> ABOUT THIS EXERCISE: Look in the material below for the line holding "types for generative calls". Set it down exactly, with each later line up to and including the line holding "fatal to rotation;".

> DATA SUPPLIED:
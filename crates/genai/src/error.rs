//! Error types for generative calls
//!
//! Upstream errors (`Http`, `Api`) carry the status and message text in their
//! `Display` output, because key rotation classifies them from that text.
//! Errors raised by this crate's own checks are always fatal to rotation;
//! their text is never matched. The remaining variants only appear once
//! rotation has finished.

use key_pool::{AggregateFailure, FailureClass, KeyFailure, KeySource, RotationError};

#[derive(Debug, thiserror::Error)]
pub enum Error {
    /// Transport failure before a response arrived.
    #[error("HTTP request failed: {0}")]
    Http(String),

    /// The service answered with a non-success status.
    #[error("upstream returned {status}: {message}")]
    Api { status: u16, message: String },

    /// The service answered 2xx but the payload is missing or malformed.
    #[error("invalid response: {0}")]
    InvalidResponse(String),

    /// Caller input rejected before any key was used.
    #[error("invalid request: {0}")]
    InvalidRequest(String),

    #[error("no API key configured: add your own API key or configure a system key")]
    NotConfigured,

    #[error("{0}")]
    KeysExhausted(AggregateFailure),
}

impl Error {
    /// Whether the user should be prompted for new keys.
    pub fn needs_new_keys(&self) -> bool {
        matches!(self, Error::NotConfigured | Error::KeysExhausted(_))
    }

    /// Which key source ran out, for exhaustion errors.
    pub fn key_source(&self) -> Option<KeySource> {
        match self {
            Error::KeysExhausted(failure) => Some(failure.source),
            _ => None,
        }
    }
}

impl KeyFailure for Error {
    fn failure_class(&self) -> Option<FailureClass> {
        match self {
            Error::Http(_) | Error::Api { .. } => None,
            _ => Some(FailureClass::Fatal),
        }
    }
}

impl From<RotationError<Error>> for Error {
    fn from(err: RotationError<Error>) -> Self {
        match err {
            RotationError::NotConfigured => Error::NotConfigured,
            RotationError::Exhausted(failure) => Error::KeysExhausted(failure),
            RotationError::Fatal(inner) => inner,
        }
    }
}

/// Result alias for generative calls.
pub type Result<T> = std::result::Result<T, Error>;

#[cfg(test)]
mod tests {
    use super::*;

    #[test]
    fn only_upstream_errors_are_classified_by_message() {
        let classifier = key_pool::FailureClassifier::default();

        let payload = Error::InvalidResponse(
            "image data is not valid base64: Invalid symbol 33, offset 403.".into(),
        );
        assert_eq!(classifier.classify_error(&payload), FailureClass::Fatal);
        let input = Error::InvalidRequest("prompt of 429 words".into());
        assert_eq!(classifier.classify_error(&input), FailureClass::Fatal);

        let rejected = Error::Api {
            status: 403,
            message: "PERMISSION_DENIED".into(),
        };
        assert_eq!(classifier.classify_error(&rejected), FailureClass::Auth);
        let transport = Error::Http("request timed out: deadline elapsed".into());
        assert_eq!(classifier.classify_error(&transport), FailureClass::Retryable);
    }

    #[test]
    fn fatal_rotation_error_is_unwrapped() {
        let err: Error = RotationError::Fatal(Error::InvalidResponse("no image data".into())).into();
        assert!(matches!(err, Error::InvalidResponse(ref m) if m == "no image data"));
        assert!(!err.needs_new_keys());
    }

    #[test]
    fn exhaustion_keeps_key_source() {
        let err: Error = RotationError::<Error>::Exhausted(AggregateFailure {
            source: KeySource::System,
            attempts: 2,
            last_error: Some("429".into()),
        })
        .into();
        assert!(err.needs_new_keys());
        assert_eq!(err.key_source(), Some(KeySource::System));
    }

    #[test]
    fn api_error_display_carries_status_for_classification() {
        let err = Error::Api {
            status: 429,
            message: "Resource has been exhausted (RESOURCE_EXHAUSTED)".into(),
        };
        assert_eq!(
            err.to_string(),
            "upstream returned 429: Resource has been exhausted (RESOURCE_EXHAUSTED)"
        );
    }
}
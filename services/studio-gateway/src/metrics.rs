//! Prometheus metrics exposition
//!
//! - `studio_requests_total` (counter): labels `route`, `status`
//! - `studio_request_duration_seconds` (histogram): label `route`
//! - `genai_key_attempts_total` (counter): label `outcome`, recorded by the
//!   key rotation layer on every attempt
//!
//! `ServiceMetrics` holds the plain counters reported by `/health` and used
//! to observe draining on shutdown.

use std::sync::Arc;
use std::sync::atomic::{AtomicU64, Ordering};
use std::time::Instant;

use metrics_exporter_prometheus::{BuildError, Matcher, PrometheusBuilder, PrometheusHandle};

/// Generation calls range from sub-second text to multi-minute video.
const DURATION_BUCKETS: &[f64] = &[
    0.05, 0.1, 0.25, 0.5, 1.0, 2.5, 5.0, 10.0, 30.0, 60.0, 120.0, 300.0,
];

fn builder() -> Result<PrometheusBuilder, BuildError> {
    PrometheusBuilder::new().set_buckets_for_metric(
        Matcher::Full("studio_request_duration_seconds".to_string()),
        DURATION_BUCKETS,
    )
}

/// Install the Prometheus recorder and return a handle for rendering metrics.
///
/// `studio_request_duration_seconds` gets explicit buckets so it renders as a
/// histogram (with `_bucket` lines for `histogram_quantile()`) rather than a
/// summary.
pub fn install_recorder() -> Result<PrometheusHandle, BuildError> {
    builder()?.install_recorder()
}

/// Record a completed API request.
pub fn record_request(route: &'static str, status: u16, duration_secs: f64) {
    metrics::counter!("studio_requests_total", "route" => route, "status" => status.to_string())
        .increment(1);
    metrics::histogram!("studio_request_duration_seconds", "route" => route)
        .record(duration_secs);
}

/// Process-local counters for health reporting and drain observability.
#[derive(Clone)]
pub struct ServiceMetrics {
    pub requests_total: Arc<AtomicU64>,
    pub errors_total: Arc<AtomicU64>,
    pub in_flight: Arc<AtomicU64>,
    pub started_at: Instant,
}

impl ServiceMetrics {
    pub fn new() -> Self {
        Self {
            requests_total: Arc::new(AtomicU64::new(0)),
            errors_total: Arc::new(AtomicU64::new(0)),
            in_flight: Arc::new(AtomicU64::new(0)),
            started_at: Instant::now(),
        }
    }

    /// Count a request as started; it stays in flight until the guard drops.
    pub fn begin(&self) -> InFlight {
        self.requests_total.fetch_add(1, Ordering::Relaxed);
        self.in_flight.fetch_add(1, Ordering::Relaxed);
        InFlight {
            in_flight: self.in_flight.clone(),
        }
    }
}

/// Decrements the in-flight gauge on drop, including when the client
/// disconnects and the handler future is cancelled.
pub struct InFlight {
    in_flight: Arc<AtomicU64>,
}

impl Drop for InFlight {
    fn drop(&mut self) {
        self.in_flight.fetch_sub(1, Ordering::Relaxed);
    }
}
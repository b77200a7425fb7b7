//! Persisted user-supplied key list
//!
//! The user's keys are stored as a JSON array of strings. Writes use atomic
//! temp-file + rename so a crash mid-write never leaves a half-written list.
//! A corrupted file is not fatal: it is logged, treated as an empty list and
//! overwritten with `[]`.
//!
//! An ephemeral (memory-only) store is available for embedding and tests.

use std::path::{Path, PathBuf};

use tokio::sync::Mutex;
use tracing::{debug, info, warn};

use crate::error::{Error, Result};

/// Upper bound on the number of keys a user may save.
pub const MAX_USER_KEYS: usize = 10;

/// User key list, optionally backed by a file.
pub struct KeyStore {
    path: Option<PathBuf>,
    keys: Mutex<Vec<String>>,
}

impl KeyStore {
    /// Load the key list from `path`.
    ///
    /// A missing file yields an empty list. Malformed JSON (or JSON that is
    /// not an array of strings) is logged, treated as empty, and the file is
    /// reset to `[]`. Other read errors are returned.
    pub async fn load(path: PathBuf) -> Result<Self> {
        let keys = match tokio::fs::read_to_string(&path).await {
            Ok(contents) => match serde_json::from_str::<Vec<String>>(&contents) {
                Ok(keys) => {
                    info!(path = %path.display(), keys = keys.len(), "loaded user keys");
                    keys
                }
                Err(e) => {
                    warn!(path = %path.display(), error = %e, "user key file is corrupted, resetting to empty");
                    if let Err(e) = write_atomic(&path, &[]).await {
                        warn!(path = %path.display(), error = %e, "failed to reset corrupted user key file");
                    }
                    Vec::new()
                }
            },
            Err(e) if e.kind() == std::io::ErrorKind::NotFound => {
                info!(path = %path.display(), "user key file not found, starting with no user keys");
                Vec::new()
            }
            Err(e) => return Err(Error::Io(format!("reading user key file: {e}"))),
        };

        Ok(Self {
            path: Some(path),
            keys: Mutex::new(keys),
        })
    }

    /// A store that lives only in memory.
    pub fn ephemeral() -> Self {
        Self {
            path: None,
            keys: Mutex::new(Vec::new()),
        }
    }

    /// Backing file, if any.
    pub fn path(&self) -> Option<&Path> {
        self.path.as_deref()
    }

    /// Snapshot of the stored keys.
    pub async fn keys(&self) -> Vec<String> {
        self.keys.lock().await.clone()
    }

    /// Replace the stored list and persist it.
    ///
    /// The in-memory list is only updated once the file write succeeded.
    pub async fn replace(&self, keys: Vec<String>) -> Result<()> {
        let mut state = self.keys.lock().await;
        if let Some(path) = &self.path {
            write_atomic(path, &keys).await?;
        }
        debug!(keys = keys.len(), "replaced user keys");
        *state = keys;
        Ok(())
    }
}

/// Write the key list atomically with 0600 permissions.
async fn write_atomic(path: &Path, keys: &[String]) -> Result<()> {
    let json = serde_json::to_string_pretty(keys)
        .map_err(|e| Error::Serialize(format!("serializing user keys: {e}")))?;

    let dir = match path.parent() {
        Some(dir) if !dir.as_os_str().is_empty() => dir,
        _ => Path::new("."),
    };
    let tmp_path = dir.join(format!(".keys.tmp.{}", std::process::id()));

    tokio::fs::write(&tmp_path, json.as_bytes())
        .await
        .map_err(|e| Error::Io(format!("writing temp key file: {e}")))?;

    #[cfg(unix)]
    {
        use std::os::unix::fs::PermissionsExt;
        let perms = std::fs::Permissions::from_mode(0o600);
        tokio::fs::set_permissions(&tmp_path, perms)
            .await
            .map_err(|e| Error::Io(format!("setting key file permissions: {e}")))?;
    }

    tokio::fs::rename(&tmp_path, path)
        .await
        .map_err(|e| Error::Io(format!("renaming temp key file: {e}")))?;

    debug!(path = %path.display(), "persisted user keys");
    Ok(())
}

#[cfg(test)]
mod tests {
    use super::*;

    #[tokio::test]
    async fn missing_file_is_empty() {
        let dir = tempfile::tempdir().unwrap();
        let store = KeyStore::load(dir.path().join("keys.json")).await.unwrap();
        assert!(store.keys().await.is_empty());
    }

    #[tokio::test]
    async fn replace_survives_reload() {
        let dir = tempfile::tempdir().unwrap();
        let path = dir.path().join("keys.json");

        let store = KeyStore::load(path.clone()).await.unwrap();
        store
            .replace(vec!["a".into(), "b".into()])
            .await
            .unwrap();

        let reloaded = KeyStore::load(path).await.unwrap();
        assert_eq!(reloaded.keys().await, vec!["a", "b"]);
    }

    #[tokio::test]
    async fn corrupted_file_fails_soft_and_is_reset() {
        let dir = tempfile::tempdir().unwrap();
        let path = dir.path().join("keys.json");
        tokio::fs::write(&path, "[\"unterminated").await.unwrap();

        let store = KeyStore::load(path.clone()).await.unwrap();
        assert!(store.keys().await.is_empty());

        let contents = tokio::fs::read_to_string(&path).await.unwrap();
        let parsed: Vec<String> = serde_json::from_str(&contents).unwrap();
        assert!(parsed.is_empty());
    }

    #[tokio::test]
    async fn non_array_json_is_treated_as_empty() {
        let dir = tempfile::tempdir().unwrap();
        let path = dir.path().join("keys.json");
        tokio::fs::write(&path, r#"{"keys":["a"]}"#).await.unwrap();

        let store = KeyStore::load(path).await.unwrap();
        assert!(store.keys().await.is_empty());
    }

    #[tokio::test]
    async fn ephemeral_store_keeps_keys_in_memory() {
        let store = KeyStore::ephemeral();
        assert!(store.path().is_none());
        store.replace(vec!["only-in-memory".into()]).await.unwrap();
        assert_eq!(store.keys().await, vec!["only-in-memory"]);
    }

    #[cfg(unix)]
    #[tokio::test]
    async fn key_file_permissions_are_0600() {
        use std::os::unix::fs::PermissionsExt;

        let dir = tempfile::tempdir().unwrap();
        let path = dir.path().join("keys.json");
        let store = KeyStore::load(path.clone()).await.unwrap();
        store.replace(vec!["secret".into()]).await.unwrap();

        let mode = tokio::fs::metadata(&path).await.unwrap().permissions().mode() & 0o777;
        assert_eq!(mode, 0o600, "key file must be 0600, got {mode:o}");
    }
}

> SOLUTION:
//! Error types for generative calls
//!
//! Upstream errors (`Http`, `Api`) carry the status and message text in their
//! `Display` output, because key rotation classifies them from that text.
//! Errors raised by this crate's own checks are always fatal to rotation;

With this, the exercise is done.